§ **Work instructions**:
Say how many lines in the data below contain the word "impl", and give no other text.

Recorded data
= = = = =

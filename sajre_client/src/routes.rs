//! Client route table.

use crate::models::Role;
use std::fmt;

#[derive(Debug, Clone, Copy, PartialEq, Eq, Hash)]
pub enum Route {
    Home,
    About,
    Gallery,
    Register,
    Contact,
    Career,
    Otp,
    Courses,
    UserDashboard,
    Login,
    Payment,
    Admin,
    Mentor,
    Vendor,
}

impl Route {
    pub const ALL: [Route; 14] = [
        Route::Home,
        Route::About,
        Route::Gallery,
        Route::Register,
        Route::Contact,
        Route::Career,
        Route::Otp,
        Route::Courses,
        Route::UserDashboard,
        Route::Login,
        Route::Payment,
        Route::Admin,
        Route::Mentor,
        Route::Vendor,
    ];

    pub fn path(&self) -> &'static str {
        match self {
            Route::Home => "/",
            Route::About => "/about",
            Route::Gallery => "/gallery",
            Route::Register => "/register",
            Route::Contact => "/contact",
            Route::Career => "/career",
            Route::Otp => "/otp",
            Route::Courses => "/courses",
            Route::UserDashboard => "/userdashboard",
            Route::Login => "/login",
            Route::Payment => "/payment",
            Route::Admin => "/admin",
            Route::Mentor => "/mentor",
            Route::Vendor => "/vendor",
        }
    }

    /// Query strings and a trailing slash are ignored.
    pub fn from_path(path: &str) -> Option<Route> {
        let path = path.split(['?', '#']).next().unwrap_or_default();
        let path = match path.trim_end_matches('/') {
            "" => "/",
            trimmed => trimmed,
        };
        Route::ALL.into_iter().find(|r| r.path() == path)
    }

    /// Only the payment page is wrapped in the auth gate; dashboards do their
    /// own role check.
    pub fn requires_auth(&self) -> bool {
        matches!(self, Route::Payment)
    }

    /// Landing page after login.
    pub fn for_role(role: Role) -> Route {
        match role {
            Role::Admin => Route::Admin,
            Role::Vendor => Route::Vendor,
            Role::Mentor => Route::Mentor,
            Role::Student => Route::Courses,
        }
    }
}

impl fmt::Display for Route {
    fn fmt(&self, f: &mut fmt::Formatter<'_>) -> fmt::Result {
        f.write_str(self.path())
    }
}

= = = = =

§ **Exercise result**:
2